- VHS cover
- Written by: Karl Schaefer
- Directed by: Tobe Hooper
- Starring: Chad Lowe Fay Masterson Obba Babatundé Patrick Warburton Amanda Plummer
- Music by: Mark Adler
- Country of origin: United States
- Original language: English

Production
- Producer: Scott McAboy Amy Sydorick
- Cinematography: Jacques Haitkin
- Running time: 109 minutes
- Production companies: Pacific Bay Entertainment Sterling Pacific Films

Original release
- Release: October 31, 1999

= The Apartment Complex =

The Apartment Complex is a 1999 American made-for-television mystery-thriller film directed by Tobe Hooper.

==Plot==
The film involves a man named Stan who becomes the manager of an apartment complex with strange tenants, after the previous manager disappears under mysterious circumstances. Things go downhill after he discovers a corpse in the complex's pool and is accused of murder. More bizarre events occur until he finds his life (and his sanity) in danger, and the tenants just may be his only hope.

==Cast==
- Chad Lowe as Stan Warden
- Fay Masterson as Alice
- Obba Babatundé as Chett
- Patrick Warburton as Morgan
- Amanda Plummer as Miss Chenille
- Ron Canada as Detective Culver
- Miguel Sandoval as Detective Duarte
- Jon Polito as Dr.
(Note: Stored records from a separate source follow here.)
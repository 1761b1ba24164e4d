use std::sync::Arc;

use chrono::{DateTime, Utc};
use metrics::{counter, histogram};
use rust_decimal::{prelude::ToPrimitive, Decimal};
use sea_orm::{
    sea_query::Expr, ActiveModelTrait, ColumnTrait, EntityTrait, PaginatorTrait, QueryFilter,
    QueryOrder, Set, TransactionTrait,
};
use serde::{Deserialize, Serialize};
use tracing::{error, info, instrument, warn};
use utoipa::ToSchema;
use uuid::Uuid;

use crate::{
    db::DbPool,
    entities::{
        order::{self, Entity as OrderEntity, OrderStatus},
        order_item::{self, Entity as OrderItemEntity},
        payment::{self, ActiveModel as PaymentActiveModel, Entity as PaymentEntity},
        PaymentMethod, PaymentStatus,
    },
    errors::ServiceError,
    page_index,
    services::orders::{load_detail, release_table, OrderDetail},
    PaginatedResponse,
};

#[derive(Debug, Clone, Serialize, Deserialize, ToSchema)]
pub struct RecordPaymentRequest {
    pub payment_method: PaymentMethod,
    /// Cash handed over by the guest. Ignored for card and wallet payments.
    #[schema(value_type = Option<String>, example = "500.00")]
    pub amount_tendered: Option<Decimal>,
}

#[derive(Debug, Clone, PartialEq, Eq, Serialize, Deserialize, ToSchema)]
pub struct BillLine {
    pub name: String,
    pub quantity: i32,
    #[schema(value_type = String)]
    pub unit_price: Decimal,
    #[schema(value_type = String)]
    pub line_total: Decimal,
}

#[derive(Debug, Clone, Serialize, Deserialize, ToSchema)]
pub struct Bill {
    pub order_id: Uuid,
    pub table_name: Option<String>,
    pub status: OrderStatus,
    pub lines: Vec<BillLine>,
    #[schema(value_type = String)]
    pub subtotal: Decimal,
    #[schema(value_type = String)]
    pub tax_amount: Decimal,
    #[schema(value_type = String)]
    pub tax_rate: Decimal,
    #[schema(value_type = String)]
    pub total: Decimal,
    pub currency: String,
}

#[derive(Debug, Clone, Serialize, Deserialize, ToSchema)]
pub struct Receipt {
    pub order_id: Uuid,
    pub table_name: Option<String>,
    pub lines: Vec<BillLine>,
    #[schema(value_type = String)]
    pub subtotal: Decimal,
    #[schema(value_type = String)]
    pub tax_amount: Decimal,
    #[schema(value_type = String)]
    pub total: Decimal,
    pub payment_method: PaymentMethod,
    #[schema(value_type = String)]
    pub amount_tendered: Decimal,
    #[schema(value_type = String)]
    pub change_due: Decimal,
    pub currency: String,
    pub paid_at: DateTime<Utc>,
}

#[derive(Debug, Clone, Serialize, Deserialize, ToSchema)]
pub struct PaymentResult {
    pub payment: payment::Model,
    pub receipt: Receipt,
}

/// Cash owed back to the guest
#[derive(Debug, Clone, Copy, PartialEq, Eq)]
pub struct Settlement {
    pub amount_tendered: Decimal,
    pub change_due: Decimal,
}

/// Works out tendered amount and change. Cash defaults to the exact total
/// and must cover it; every other method settles the exact total.
pub fn settle(
    method: PaymentMethod,
    total: Decimal,
    tendered: Option<Decimal>,
) -> Result<Settlement, ServiceError> {
    match method {
        PaymentMethod::Cash => {
            let amount_tendered = tendered.unwrap_or(total);
            if amount_tendered < total {
                return Err(ServiceError::PaymentFailed("Insufficient amount".to_string()));
            }
            Ok(Settlement {
                amount_tendered,
                change_due: amount_tendered - total,
            })
        }
        PaymentMethod::Card | PaymentMethod::Upi | PaymentMethod::Qr => Ok(Settlement {
            amount_tendered: total,
            change_due: Decimal::ZERO,
        }),
    }
}

fn bill_lines(detail: &OrderDetail) -> Vec<BillLine> {
    detail
        .items
        .iter()
        .map(|item| BillLine {
            name: item.name.clone(),
            quantity: item.quantity,
            unit_price: item.price,
            line_total: item.line_total(),
        })
        .collect()
}

/// Bills, settlement and the payment ledger
#[derive(Clone)]
pub struct BillingService {
    db: Arc<DbPool>,
    tax_rate: Decimal,
    currency: String,
}

impl BillingService {
    pub fn new(db: Arc<DbPool>, tax_rate: Decimal, currency: impl Into<String>) -> Self {
        Self {
            db,
            tax_rate,
            currency: currency.into(),
        }
    }

    #[instrument(skip(self), fields(order_id = %order_id))]
    pub async fn get_bill(&self, order_id: Uuid) -> Result<Bill, ServiceError> {
        let detail = load_detail(&*self.db, order_id).await?;
        Ok(Bill {
            order_id: detail.id,
            table_name: detail.table_name.clone(),
            status: detail.status,
            lines: bill_lines(&detail),
            subtotal: detail.subtotal,
            tax_amount: detail.tax_amount,
            tax_rate: self.tax_rate,
            total: detail.total,
            currency: self.currency.clone(),
        })
    }

    /// Settles an order in one transaction: the payment is recorded, the
    /// order becomes paid and its table is released.
    #[instrument(skip(self, request), fields(order_id = %order_id, method = %request.payment_method))]
    pub async fn record_payment(
        &self,
        order_id: Uuid,
        request: RecordPaymentRequest,
    ) -> Result<PaymentResult, ServiceError> {
        let txn = self.db.begin().await.map_err(|e| {
            error!(error = %e, "Failed to start payment transaction");
            ServiceError::DatabaseError(e)
        })?;

        let detail = load_detail(&txn, order_id).await?;
        if detail.status.is_terminal() {
            warn!(status = %detail.status, "Payment attempted on a closed order");
            return Err(ServiceError::Conflict(format!(
                "Order {} is already {}",
                order_id, detail.status
            )));
        }

        let settlement = settle(request.payment_method, detail.total, request.amount_tendered)
            .map_err(|e| {
                counter!("restaurant_pos.payments.declined", 1);
                e
            })?;
        let now = Utc::now();

        let payment = PaymentActiveModel {
            id: Set(Uuid::new_v4()),
            order_id: Set(order_id),
            amount: Set(detail.total),
            amount_tendered: Set(settlement.amount_tendered),
            change_due: Set(settlement.change_due),
            payment_method: Set(request.payment_method),
            status: Set(PaymentStatus::Completed),
            created_at: Set(now),
        }
        .insert(&txn)
        .await
        .map_err(|e| {
            error!(error = %e, "Failed to record payment");
            ServiceError::DatabaseError(e)
        })?;

        // Only the request that still sees the version it loaded may settle.
        let settled = OrderEntity::update_many()
            .col_expr(order::Column::Status, Expr::value(OrderStatus::Paid))
            .col_expr(order::Column::Version, Expr::value(detail.version + 1))
            .col_expr(order::Column::UpdatedAt, Expr::value(Some(now)))
            .filter(order::Column::Id.eq(order_id))
            .filter(order::Column::Version.eq(detail.version))
            .exec(&txn)
            .await
            .map_err(|e| {
                error!(error = %e, "Failed to mark order paid");
                ServiceError::DatabaseError(e)
            })?;
        if settled.rows_affected != 1 {
            warn!(version = detail.version, "Order changed while the payment was recorded");
            return Err(ServiceError::Conflict(format!(
                "Order {} was modified by another request",
                order_id
            )));
        }

        OrderItemEntity::update_many()
            .col_expr(order_item::Column::Status, Expr::value(OrderStatus::Paid))
            .filter(order_item::Column::OrderId.eq(order_id))
            .exec(&txn)
            .await
            .map_err(|e| {
                error!(error = %e, "Failed to mark order items paid");
                ServiceError::DatabaseError(e)
            })?;

        if let Some(table_id) = detail.table_id {
            release_table(&txn, table_id, order_id).await?;
        }

        txn.commit().await.map_err(|e| {
            error!(error = %e, "Failed to commit payment");
            ServiceError::DatabaseError(e)
        })?;

        counter!(
            "restaurant_pos.payments.recorded",
            1,
            "method" => payment.payment_method.to_string()
        );
        histogram!(
            "restaurant_pos.payments.amount",
            detail.total.to_f64().unwrap_or(0.0)
        );
        info!(payment_id = %payment.id, total = %detail.total, change = %settlement.change_due, "Payment recorded");

        let receipt = Receipt {
            order_id,
            table_name: detail.table_name.clone(),
            lines: bill_lines(&detail),
            subtotal: detail.subtotal,
            tax_amount: detail.tax_amount,
            total: detail.total,
            payment_method: payment.payment_method,
            amount_tendered: settlement.amount_tendered,
            change_due: settlement.change_due,
            currency: self.currency.clone(),
            paid_at: now,
        };
        Ok(PaymentResult { payment, receipt })
    }

    #[instrument(skip(self))]
    pub async fn list_payments(
        &self,
        page: u64,
        limit: u64,
    ) -> Result<PaginatedResponse<payment::Model>, ServiceError> {
        let page = page.max(1);
        let paginator = PaymentEntity::find()
            .order_by_desc(payment::Column::CreatedAt)
            .paginate(&*self.db, limit);
        let total = paginator.num_items().await.map_err(|e| {
            error!(error = %e, "Failed to count payments");
            ServiceError::DatabaseError(e)
        })?;
        let items = match page_index(page, limit, total) {
            Some(index) => paginator.fetch_page(index).await.map_err(|e| {
                error!(error = %e, page, limit, "Failed to fetch payments page");
                ServiceError::DatabaseError(e)
            })?,
            None => Vec::new(),
        };
        Ok(PaginatedResponse::new(items, total, page, limit))
    }
}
Caligari
- R. Lee Ermey as Frank Stanton
- Charles Martin Smith as Gary Glumley
- Flex Alexander as Miles

==Critical reception==
Variety gave the film a favorable review, writing, "not a scarefest by any stretch but creepy enough to sustain the interest of most viewers, this nod to The Twilight Zone cleverly winks its way out of some pretty silly situations. [...] ...director Tobe Hooper [...] earns points for constructing real tension and genuine thrills."